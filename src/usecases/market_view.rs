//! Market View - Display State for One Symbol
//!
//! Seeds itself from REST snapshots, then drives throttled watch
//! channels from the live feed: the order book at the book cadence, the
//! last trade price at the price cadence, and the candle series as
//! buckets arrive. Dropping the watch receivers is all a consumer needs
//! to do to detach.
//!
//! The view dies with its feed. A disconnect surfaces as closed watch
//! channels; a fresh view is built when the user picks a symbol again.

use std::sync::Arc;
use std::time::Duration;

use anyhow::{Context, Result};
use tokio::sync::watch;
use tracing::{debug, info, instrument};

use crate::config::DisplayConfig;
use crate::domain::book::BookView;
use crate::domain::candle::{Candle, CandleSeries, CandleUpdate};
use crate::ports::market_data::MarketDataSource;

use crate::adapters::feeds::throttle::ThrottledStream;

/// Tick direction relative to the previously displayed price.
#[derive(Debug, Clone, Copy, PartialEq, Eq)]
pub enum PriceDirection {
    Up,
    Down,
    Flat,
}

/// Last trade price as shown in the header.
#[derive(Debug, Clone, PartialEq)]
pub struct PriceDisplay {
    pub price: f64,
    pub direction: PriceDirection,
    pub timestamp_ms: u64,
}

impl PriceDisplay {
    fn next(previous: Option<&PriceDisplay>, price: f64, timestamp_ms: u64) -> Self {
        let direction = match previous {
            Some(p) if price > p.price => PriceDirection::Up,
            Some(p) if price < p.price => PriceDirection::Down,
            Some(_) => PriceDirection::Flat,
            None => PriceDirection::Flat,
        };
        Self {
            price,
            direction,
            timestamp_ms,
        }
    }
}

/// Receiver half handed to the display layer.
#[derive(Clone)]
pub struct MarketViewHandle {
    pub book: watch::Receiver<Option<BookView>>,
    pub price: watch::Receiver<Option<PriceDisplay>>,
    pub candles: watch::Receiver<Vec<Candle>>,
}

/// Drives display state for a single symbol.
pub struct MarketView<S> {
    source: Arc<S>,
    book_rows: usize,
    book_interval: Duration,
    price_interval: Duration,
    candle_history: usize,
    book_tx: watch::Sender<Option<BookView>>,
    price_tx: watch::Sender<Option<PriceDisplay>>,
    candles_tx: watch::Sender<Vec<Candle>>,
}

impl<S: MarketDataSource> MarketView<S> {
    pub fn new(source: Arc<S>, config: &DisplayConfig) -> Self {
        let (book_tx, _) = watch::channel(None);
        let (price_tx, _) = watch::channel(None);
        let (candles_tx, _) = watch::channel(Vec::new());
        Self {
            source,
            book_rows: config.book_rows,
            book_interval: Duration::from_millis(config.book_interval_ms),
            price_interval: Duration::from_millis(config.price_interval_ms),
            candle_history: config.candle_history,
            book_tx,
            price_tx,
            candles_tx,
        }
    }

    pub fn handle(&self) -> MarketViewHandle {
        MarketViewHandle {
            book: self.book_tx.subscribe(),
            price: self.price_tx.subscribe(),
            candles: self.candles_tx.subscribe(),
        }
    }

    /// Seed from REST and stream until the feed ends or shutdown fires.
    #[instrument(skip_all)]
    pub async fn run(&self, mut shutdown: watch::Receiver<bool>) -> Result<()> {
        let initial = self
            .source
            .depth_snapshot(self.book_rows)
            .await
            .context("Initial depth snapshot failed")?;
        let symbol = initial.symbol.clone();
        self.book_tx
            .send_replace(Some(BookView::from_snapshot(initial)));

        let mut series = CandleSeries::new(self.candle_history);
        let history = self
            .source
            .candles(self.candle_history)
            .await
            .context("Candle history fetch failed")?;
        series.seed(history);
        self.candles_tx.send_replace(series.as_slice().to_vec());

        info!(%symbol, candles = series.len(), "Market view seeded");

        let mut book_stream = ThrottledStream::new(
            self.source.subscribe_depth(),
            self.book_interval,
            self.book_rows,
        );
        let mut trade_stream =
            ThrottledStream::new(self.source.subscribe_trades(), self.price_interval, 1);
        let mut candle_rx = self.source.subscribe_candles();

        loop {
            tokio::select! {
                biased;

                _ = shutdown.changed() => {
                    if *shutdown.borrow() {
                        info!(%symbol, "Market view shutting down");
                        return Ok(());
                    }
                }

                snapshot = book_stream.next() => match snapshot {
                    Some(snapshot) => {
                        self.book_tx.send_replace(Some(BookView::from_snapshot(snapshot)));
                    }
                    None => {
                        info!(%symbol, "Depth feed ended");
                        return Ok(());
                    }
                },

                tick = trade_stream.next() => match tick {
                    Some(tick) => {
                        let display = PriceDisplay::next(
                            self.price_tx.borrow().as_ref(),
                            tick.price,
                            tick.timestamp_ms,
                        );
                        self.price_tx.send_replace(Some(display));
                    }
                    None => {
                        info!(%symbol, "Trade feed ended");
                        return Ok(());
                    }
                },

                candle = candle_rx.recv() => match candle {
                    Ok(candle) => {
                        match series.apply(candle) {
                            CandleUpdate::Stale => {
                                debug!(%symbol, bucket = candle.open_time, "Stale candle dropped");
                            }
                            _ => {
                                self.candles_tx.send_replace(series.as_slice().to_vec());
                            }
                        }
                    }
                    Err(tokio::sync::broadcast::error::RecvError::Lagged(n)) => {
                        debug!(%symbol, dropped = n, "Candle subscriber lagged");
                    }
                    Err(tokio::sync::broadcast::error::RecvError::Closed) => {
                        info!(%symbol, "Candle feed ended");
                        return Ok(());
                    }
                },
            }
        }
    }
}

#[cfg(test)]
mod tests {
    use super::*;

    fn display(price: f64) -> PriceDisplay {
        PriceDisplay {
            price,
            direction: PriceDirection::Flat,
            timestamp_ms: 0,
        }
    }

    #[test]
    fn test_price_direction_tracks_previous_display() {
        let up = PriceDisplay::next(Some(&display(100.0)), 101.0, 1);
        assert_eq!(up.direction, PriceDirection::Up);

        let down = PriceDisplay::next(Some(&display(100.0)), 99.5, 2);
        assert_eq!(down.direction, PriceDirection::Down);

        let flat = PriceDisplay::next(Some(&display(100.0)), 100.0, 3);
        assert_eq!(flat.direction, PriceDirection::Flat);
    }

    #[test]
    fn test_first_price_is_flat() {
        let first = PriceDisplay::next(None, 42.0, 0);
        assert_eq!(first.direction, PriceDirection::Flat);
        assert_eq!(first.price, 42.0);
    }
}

==================================================

Try it: Output the data in full, precisely as it appears above.

Solution for this problem:
filename src/usecases/market_view.rs
//! Market View - Display State for One Symbol
//!
//! Seeds itself from REST snapshots, then drives throttled watch
//! channels from the live feed: the order book at the book cadence, the
//! last trade price at the price cadence, and the candle series as
//! buckets arrive. Dropping the watch receivers is all a consumer needs
//! to do to detach.
//!
//! The view dies with its feed. A disconnect surfaces as closed watch
//! channels; a fresh view is built when the user picks a symbol again.

use std::sync::Arc;
use std::time::Duration;

use anyhow::{Context, Result};
use tokio::sync::watch;
use tracing::{debug, info, instrument};

use crate::config::DisplayConfig;
use crate::domain::book::BookView;
use crate::domain::candle::{Candle, CandleSeries, CandleUpdate};
use crate::ports::market_data::MarketDataSource;

use crate::adapters::feeds::throttle::ThrottledStream;

/// Tick direction relative to the previously displayed price.
#[derive(Debug, Clone, Copy, PartialEq, Eq)]
pub enum PriceDirection {
    Up,
    Down,
    Flat,
}

/// Last trade price as shown in the header.
#[derive(Debug, Clone, PartialEq)]
pub struct PriceDisplay {
    pub price: f64,
    pub direction: PriceDirection,
    pub timestamp_ms: u64,
}

impl PriceDisplay {
    fn next(previous: Option<&PriceDisplay>, price: f64, timestamp_ms: u64) -> Self {
        let direction = match previous {
            Some(p) if price > p.price => PriceDirection::Up,
            Some(p) if price < p.price => PriceDirection::Down,
            Some(_) => PriceDirection::Flat,
            None => PriceDirection::Flat,
        };
        Self {
            price,
            direction,
            timestamp_ms,
        }
    }
}

/// Receiver half handed to the display layer.
#[derive(Clone)]
pub struct MarketViewHandle {
    pub book: watch::Receiver<Option<BookView>>,
    pub price: watch::Receiver<Option<PriceDisplay>>,
    pub candles: watch::Receiver<Vec<Candle>>,
}

/// Drives display state for a single symbol.
pub struct MarketView<S> {
    source: Arc<S>,
    book_rows: usize,
    book_interval: Duration,
    price_interval: Duration,
    candle_history: usize,
    book_tx: watch::Sender<Option<BookView>>,
    price_tx: watch::Sender<Option<PriceDisplay>>,
    candles_tx: watch::Sender<Vec<Candle>>,
}

impl<S: MarketDataSource> MarketView<S> {
    pub fn new(source: Arc<S>, config: &DisplayConfig) -> Self {
        let (book_tx, _) = watch::channel(None);
        let (price_tx, _) = watch::channel(None);
        let (candles_tx, _) = watch::channel(Vec::new());
        Self {
            source,
            book_rows: config.book_rows,
            book_interval: Duration::from_millis(config.book_interval_ms),
            price_interval: Duration::from_millis(config.price_interval_ms),
            candle_history: config.candle_history,
            book_tx,
            price_tx,
            candles_tx,
        }
    }

    pub fn handle(&self) -> MarketViewHandle {
        MarketViewHandle {
            book: self.book_tx.subscribe(),
            price: self.price_tx.subscribe(),
            candles: self.candles_tx.subscribe(),
        }
    }

    /// Seed from REST and stream until the feed ends or shutdown fires.
    #[instrument(skip_all)]
    pub async fn run(&self, mut shutdown: watch::Receiver<bool>) -> Result<()> {
        let initial = self
            .source
            .depth_snapshot(self.book_rows)
            .await
            .context("Initial depth snapshot failed")?;
        let symbol = initial.symbol.clone();
        self.book_tx
            .send_replace(Some(BookView::from_snapshot(initial)));

        let mut series = CandleSeries::new(self.candle_history);
        let history = self
            .source
            .candles(self.candle_history)
            .await
            .context("Candle history fetch failed")?;
        series.seed(history);
        self.candles_tx.send_replace(series.as_slice().to_vec());

        info!(%symbol, candles = series.len(), "Market view seeded");

        let mut book_stream = ThrottledStream::new(
            self.source.subscribe_depth(),
            self.book_interval,
            self.book_rows,
        );
        let mut trade_stream =
            ThrottledStream::new(self.source.subscribe_trades(), self.price_interval, 1);
        let mut candle_rx = self.source.subscribe_candles();

        loop {
            tokio::select! {
                biased;

                _ = shutdown.changed() => {
                    if *shutdown.borrow() {
                        info!(%symbol, "Market view shutting down");
                        return Ok(());
                    }
                }

                snapshot = book_stream.next() => match snapshot {
                    Some(snapshot) => {
                        self.book_tx.send_replace(Some(BookView::from_snapshot(snapshot)));
                    }
                    None => {
                        info!(%symbol, "Depth feed ended");
                        return Ok(());
                    }
                },

                tick = trade_stream.next() => match tick {
                    Some(tick) => {
                        let display = PriceDisplay::next(
                            self.price_tx.borrow().as_ref(),
                            tick.price,
                            tick.timestamp_ms,
                        );
                        self.price_tx.send_replace(Some(display));
                    }
                    None => {
                        info!(%symbol, "Trade feed ended");
                        return Ok(());
                    }
                },

                candle = candle_rx.recv() => match candle {
                    Ok(candle) => {
                        match series.apply(candle) {
                            CandleUpdate::Stale => {
                                debug!(%symbol, bucket = candle.open_time, "Stale candle dropped");
                            }
                            _ => {
                                self.candles_tx.send_replace(series.as_slice().to_vec());
                            }
                        }
                    }
                    Err(tokio::sync::broadcast::error::RecvError::Lagged(n)) => {
                        debug!(%symbol, dropped = n, "Candle subscriber lagged");
                    }
                    Err(tokio::sync::broadcast::error::RecvError::Closed) => {
                        info!(%symbol, "Candle feed ended");
                        return Ok(());
                    }
                },
            }
        }
    }
}

#[cfg(test)]
mod tests {
    use super::*;

    fn display(price: f64) -> PriceDisplay {
        PriceDisplay {
            price,
            direction: PriceDirection::Flat,
            timestamp_ms: 0,
        }
    }

    #[test]
    fn test_price_direction_tracks_previous_display() {
        let up = PriceDisplay::next(Some(&display(100.0)), 101.0, 1);
        assert_eq!(up.direction, PriceDirection::Up);

        let down = PriceDisplay::next(Some(&display(100.0)), 99.5, 2);
        assert_eq!(down.direction, PriceDirection::Down);

        let flat = PriceDisplay::next(Some(&display(100.0)), 100.0, 3);
        assert_eq!(flat.direction, PriceDirection::Flat);
    }

    #[test]
    fn test_first_price_is_flat() {
        let first = PriceDisplay::next(None, 42.0, 0);
        assert_eq!(first.direction, PriceDirection::Flat);
        assert_eq!(first.price, 42.0);
    }
}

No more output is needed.